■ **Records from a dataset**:
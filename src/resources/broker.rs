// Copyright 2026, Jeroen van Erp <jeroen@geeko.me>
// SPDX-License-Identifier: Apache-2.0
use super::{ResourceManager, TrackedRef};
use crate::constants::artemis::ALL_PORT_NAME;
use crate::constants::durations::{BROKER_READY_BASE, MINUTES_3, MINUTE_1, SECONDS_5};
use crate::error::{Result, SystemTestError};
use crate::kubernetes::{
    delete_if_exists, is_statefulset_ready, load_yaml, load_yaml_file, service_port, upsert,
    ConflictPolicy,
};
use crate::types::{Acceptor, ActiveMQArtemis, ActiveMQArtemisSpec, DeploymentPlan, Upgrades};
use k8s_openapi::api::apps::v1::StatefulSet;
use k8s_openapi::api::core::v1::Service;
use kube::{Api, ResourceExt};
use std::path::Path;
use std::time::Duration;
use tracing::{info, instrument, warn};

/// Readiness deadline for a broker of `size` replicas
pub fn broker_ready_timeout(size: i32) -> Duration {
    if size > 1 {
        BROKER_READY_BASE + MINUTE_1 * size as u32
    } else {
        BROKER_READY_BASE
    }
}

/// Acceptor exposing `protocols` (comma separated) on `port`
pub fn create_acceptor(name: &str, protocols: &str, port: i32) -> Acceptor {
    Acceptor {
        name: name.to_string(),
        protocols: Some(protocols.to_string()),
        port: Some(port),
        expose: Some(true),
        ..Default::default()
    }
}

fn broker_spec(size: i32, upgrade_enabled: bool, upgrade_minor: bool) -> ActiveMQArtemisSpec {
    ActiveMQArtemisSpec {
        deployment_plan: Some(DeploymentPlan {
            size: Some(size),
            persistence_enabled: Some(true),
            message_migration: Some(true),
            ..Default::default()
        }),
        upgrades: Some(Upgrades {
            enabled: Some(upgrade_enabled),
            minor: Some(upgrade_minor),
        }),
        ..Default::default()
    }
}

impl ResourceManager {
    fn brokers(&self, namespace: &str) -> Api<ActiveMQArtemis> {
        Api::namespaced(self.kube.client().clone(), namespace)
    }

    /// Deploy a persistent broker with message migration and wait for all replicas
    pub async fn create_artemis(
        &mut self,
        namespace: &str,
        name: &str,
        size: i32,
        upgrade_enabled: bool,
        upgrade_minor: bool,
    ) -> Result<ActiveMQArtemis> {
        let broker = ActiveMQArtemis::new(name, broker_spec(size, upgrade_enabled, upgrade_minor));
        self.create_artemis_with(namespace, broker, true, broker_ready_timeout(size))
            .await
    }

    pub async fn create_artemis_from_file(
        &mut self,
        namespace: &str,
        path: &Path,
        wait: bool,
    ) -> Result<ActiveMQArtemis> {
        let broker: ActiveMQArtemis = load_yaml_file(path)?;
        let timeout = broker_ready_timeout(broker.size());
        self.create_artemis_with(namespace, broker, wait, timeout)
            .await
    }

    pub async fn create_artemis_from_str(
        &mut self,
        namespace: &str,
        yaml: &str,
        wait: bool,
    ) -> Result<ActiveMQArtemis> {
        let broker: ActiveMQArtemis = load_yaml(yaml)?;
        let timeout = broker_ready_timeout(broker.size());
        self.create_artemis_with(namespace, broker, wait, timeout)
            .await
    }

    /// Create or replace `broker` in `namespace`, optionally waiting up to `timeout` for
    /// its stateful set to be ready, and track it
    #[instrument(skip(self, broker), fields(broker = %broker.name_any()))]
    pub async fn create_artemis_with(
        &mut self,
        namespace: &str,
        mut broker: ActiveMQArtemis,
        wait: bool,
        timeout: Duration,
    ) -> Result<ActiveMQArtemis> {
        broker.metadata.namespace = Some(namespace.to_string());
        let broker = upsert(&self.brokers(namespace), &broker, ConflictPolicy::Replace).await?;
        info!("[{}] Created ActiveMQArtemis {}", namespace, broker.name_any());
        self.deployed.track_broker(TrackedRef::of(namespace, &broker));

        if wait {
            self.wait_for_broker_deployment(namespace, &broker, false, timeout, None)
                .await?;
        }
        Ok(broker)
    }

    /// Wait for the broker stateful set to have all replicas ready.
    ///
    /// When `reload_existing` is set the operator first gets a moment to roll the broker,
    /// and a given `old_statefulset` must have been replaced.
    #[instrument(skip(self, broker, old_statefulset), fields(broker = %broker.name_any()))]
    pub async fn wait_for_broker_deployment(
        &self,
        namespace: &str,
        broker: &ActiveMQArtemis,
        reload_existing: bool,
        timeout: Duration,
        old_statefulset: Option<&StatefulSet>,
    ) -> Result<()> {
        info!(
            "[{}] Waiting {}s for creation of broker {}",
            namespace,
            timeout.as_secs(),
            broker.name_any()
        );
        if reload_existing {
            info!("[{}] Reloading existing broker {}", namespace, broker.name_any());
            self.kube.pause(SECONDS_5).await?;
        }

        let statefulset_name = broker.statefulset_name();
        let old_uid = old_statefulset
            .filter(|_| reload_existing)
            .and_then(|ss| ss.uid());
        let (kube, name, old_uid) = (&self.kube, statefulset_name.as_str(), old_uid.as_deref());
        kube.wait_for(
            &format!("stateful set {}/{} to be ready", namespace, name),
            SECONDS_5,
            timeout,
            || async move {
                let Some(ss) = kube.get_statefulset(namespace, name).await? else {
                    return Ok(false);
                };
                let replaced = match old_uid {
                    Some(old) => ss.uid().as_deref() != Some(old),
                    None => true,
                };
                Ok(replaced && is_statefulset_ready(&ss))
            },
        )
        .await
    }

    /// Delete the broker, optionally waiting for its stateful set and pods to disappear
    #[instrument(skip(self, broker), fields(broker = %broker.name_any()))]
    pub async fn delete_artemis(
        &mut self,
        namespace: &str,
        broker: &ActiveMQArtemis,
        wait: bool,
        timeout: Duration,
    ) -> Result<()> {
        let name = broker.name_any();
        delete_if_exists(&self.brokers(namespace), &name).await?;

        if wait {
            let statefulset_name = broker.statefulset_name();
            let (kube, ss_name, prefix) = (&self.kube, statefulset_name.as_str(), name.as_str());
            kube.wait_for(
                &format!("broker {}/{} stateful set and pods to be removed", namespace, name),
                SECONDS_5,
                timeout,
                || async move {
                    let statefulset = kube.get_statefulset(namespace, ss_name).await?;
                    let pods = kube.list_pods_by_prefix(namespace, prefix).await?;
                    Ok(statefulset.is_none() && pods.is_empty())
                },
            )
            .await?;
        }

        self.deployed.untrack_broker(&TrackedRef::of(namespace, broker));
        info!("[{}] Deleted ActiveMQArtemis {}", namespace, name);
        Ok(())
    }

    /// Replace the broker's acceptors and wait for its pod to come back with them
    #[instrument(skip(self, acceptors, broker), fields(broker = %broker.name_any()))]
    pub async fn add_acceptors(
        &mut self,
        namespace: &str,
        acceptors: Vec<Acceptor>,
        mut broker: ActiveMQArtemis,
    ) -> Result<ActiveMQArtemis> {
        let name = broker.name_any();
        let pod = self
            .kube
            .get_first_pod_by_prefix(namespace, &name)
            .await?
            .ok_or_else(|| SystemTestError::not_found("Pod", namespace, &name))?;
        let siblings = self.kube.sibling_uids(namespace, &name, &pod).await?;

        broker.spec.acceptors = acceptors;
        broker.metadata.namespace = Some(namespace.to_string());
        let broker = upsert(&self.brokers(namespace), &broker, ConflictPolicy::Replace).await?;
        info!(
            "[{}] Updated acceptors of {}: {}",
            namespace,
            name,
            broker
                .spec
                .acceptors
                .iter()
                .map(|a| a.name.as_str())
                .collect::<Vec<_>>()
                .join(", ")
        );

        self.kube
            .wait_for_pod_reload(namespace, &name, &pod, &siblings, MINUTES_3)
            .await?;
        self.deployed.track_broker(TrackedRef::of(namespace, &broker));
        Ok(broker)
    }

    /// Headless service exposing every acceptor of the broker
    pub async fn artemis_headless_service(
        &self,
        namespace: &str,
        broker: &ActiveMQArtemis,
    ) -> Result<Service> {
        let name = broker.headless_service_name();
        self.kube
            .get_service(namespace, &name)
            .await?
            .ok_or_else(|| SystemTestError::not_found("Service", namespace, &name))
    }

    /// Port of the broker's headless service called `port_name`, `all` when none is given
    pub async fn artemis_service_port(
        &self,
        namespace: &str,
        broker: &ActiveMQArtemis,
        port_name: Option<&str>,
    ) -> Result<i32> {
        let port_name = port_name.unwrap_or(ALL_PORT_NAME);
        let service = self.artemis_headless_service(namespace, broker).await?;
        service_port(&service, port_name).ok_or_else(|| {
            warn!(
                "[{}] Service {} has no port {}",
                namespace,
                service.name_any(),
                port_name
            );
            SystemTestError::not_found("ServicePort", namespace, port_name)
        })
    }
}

■ **WHAT IS NEEDED**: Where a line of the records includes "brokers", copy it.

■ **ANSWER TO THIS TASK**:
    fn brokers(&self, namespace: &str) -> Api<ActiveMQArtemis> {
        let broker = upsert(&self.brokers(namespace), &broker, ConflictPolicy::Replace).await?;
        delete_if_exists(&self.brokers(namespace), &name).await?;
        let broker = upsert(&self.brokers(namespace), &broker, ConflictPolicy::Replace).await?;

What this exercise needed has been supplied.